All parties support moves to switch from household registration to individual electoral registration (IER). But there are fears six million voters could fall off the list of those eligible to vote, and the coalition has been under serious pressure to come up with ways to fix this.
Its solution is 'data-matching', which would see the government use its other databases – for driving licences, benefit payments and the like – to retain up to two-thirds of the current electoral register. Ministers have placed great store by this – constitutional reform minister Mark Harper, as recently as February 9th, stated: "I am confident we now have a set of proposals behind which we can all unite."
Not so much. The first pilot scheme covering 22 local authorities, the Electoral Commission regretfully informs the public today, delivered inconclusive results. They recommend "well-constructed trials" to test data-matching further. Ouch!
The Electoral Reform Society, which has been fairly trenchant in its criticisms of the switch to IER, doesn't hold back today, either. Its evaluation report of data-matching finds that it would take up a lot of local authority staff's time and wouldn't help identify those who are missing from the register.
Here's what its chief executive Katie Ghose has to say: "The government are looking for a quick fix to address widespread concerns over the huge drop-off in registered voters predicted for the switch to IER. Data matching is not it.
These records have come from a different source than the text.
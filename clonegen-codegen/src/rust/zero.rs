//! Zero predicate rendering.

use super::{conjunction, ident, type_path};
use crate::config::GeneratorConfig;
use crate::error::CodegenError;
use crate::zero::{ZeroBody, ZeroTest};
use proc_macro2::TokenStream;
use quote::quote;

/// Renders zero predicates.
pub struct ZeroEmitter<'a> {
    config: &'a GeneratorConfig,
}

impl<'a> ZeroEmitter<'a> {
    /// Creates a new zero emitter.
    #[must_use]
    pub fn new(config: &'a GeneratorConfig) -> Self {
        Self { config }
    }

    /// Renders the predicate of one type.
    ///
    /// # Errors
    /// Returns `CodegenError` for unrenderable names and literals.
    pub fn predicate(&self, type_name: &str, body: &ZeroBody) -> Result<TokenStream, CodegenError> {
        let ty = ident(type_name)?;
        let method = ident(&self.config.zero_method)?;

        let body = match body {
            ZeroBody::EqualsZeroValue => quote!(*self == Self::default()),
            ZeroBody::AllFields(tests) => {
                let tests = tests
                    .iter()
                    .map(|test| {
                        let field = ident(&test.name)?;
                        self.test(&test.test, quote!(self.#field), false)
                    })
                    .collect::<Result<Vec<_>, _>>()?;
                conjunction(tests)
            }
            ZeroBody::AllElements(test) => {
                let test = self.test(test, quote!(k), true)?;
                quote!(self.0.iter().all(|k| #test))
            }
        };

        Ok(quote! {
            impl #ty {
                /// Returns true if no field carries content.
                pub fn #method(&self) -> bool {
                    #body
                }
            }
        })
    }

    /// Renders one test on `place`; `by_ref` places are compared through a
    /// dereference.
    fn test(
        &self,
        test: &ZeroTest,
        place: TokenStream,
        by_ref: bool,
    ) -> Result<TokenStream, CodegenError> {
        let value = if by_ref { quote!(*#place) } else { place.clone() };
        Ok(match test {
            ZeroTest::Literal(literal) => {
                let literal = syn::parse_str::<syn::Expr>(literal).map_err(|_| {
                    CodegenError::InvalidExpression {
                        expr: literal.clone(),
                    }
                })?;
                quote!(#value == #literal)
            }
            ZeroTest::ZeroValue(Some(type_name)) => {
                let ty = type_path(type_name)?;
                quote!(#value == <#ty>::default())
            }
            ZeroTest::ZeroValue(None) => quote!(#value == Default::default()),
            ZeroTest::Empty { newtype: true } => quote!(#place.0.is_empty()),
            ZeroTest::Empty { newtype: false } => quote!(#place.is_empty()),
            ZeroTest::Unset => quote!(#place.is_none()),
            ZeroTest::Delegate(_) => {
                let method = ident(&self.config.zero_method)?;
                quote!(#place.#method())
            }
        })
    }
}

#[cfg(test)]
mod tests {
    use super::*;
    use crate::zero::FieldTest;

    fn render(tokens: TokenStream) -> String {
        tokens.to_string()
    }

    fn test(name: &str, test: ZeroTest) -> FieldTest {
        FieldTest {
            name: name.to_string(),
            test,
        }
    }

    #[test]
    fn test_equals_zero_value() {
        let config = GeneratorConfig::default();
        let code = render(
            ZeroEmitter::new(&config)
                .predicate("Flags", &ZeroBody::EqualsZeroValue)
                .expect("render"),
        );
        syn::parse_file(&code).expect("valid Rust");
        assert!(code.contains(&render(quote!(pub fn is_zero(&self) -> bool))));
        assert!(code.contains(&render(quote!(*self == Self::default()))));
    }

    #[test]
    fn test_field_conjunction() {
        let config = GeneratorConfig::default();
        let body = ZeroBody::AllFields(vec![
            test("depth", ZeroTest::Literal("0".to_string())),
            test("label", ZeroTest::Literal("\"\"".to_string())),
            test("origin", ZeroTest::ZeroValue(Some("Point".to_string()))),
            test("names", ZeroTest::Empty { newtype: true }),
            test("tokens", ZeroTest::Empty { newtype: false }),
            test("image", ZeroTest::Unset),
            test("counter", ZeroTest::Delegate("Counter".to_string())),
        ]);
        let code = render(
            ZeroEmitter::new(&config)
                .predicate("Style", &body)
                .expect("render"),
        );
        syn::parse_file(&code).expect("valid Rust");
        let expected = quote! {
            self.depth == 0
                && self.label == ""
                && self.origin == <Point>::default()
                && self.names.0.is_empty()
                && self.tokens.is_empty()
                && self.image.is_none()
                && self.counter.is_zero()
        };
        assert!(code.contains(&render(expected)));
    }

    #[test]
    fn test_fixed_sequence_element_tests() {
        let config = GeneratorConfig::default();
        let emitter = ZeroEmitter::new(&config);

        let slots = render(
            emitter
                .predicate("Slots", &ZeroBody::AllElements(ZeroTest::Unset))
                .expect("render"),
        );
        syn::parse_file(&slots).expect("valid Rust");
        assert!(slots.contains(&render(quote!(self.0.iter().all(|k| k.is_none())))));
        assert!(!slots.contains("default"));

        let depths = render(
            emitter
                .predicate("Depths", &ZeroBody::AllElements(ZeroTest::Literal("0".to_string())))
                .expect("render"),
        );
        assert!(depths.contains(&render(quote!(self.0.iter().all(|k| *k == 0)))));
    }

    #[test]
    fn test_empty_record_is_always_zero() {
        let config = GeneratorConfig::default();
        let code = render(
            ZeroEmitter::new(&config)
                .predicate("Unit", &ZeroBody::AllFields(Vec::new()))
                .expect("render"),
        );
        assert!(code.contains("true"));
    }

    #[test]
    fn test_invalid_literal() {
        let config = GeneratorConfig::default();
        let body = ZeroBody::AllFields(vec![test("x", ZeroTest::Literal("0 +".to_string()))]);
        let err = ZeroEmitter::new(&config)
            .predicate("Bad", &body)
            .expect_err("literal");
        assert!(matches!(err, CodegenError::InvalidExpression { .. }));
    }

    #[test]
    fn test_custom_zero_method() {
        let config = GeneratorConfig::default().zero_method("is_none");
        let body = ZeroBody::AllFields(vec![test("inner", ZeroTest::Delegate("Inner".to_string()))]);
        let code = render(
            ZeroEmitter::new(&config)
                .predicate("Outer", &body)
                .expect("render"),
        );
        assert!(code.contains(&render(quote!(pub fn is_none(&self) -> bool))));
        assert!(code.contains(&render(quote!(self.inner.is_none()))));
    }
}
"Even in a best case scenario, it will do nothing to increase registration and it seems that the government is putting a lot of faith in a process that the Electoral Commission says needs further testing."
The coalition's proposals to introduce IER by the time of the next general election remain as unpopular as ever.
Will this affect the recent detente which the Tories and Lib Dems have been basking in? Labour, which had screamed and howled against the proposals initially, has appeared more pliant in recent weeks. News that data-matching looks far from convincing could give them an opportunity to return to their default position on constitutional matters: grumpy opposition.